+++ Information +++

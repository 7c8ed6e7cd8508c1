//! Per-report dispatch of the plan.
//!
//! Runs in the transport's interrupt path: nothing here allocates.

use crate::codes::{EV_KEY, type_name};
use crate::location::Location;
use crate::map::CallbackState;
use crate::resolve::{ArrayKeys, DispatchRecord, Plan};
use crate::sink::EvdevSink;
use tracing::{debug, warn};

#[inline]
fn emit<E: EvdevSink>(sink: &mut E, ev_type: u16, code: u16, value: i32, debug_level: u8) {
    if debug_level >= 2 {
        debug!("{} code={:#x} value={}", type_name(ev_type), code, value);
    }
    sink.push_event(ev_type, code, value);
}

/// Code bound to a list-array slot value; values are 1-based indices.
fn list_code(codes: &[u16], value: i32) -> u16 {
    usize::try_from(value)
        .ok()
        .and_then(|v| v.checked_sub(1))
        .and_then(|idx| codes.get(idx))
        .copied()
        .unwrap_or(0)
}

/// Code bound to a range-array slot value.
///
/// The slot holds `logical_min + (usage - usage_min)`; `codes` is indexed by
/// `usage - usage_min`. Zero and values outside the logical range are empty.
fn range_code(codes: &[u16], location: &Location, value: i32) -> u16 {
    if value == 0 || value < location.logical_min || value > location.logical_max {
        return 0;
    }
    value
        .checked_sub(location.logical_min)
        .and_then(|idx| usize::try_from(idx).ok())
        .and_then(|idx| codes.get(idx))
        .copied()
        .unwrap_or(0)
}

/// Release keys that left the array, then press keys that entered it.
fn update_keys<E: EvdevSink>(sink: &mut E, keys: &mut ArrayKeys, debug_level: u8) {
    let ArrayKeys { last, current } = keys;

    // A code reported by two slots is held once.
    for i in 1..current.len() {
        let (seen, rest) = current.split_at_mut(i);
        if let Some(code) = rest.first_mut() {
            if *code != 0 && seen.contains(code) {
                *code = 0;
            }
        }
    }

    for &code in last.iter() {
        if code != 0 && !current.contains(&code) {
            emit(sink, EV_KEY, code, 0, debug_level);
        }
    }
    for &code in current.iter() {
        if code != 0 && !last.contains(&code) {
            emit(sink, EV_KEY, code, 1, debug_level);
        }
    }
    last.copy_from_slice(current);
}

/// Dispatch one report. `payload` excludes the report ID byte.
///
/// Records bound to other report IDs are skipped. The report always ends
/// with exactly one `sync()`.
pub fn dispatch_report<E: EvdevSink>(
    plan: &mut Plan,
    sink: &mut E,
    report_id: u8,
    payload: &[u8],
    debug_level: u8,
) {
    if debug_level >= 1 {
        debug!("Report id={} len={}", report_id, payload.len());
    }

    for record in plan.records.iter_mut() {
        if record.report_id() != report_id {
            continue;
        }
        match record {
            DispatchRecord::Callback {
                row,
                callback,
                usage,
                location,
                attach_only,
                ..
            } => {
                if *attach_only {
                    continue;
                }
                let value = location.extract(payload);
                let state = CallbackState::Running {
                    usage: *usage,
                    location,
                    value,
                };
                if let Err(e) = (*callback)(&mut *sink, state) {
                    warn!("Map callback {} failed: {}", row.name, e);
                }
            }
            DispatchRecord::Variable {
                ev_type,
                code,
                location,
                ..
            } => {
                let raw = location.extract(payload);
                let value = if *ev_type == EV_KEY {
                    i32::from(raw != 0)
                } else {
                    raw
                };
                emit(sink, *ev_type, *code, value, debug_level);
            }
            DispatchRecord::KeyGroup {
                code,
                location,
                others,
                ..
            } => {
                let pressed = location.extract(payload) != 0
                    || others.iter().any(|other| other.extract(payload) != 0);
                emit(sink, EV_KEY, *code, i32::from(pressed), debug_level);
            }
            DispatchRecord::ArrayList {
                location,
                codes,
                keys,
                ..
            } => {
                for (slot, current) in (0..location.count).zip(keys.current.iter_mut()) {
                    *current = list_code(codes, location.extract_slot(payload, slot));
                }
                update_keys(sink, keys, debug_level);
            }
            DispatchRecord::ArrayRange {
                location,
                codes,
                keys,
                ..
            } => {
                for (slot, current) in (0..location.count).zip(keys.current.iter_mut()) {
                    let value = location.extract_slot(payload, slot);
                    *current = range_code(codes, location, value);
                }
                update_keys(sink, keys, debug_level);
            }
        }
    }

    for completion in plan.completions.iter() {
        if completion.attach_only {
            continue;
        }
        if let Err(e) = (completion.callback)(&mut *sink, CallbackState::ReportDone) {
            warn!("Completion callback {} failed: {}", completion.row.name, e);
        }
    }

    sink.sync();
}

+++

#### Problem to work on:
This task calls for the number of lines in the entries that contain the string "payload", with no accompanying text.

#### Answer box:
9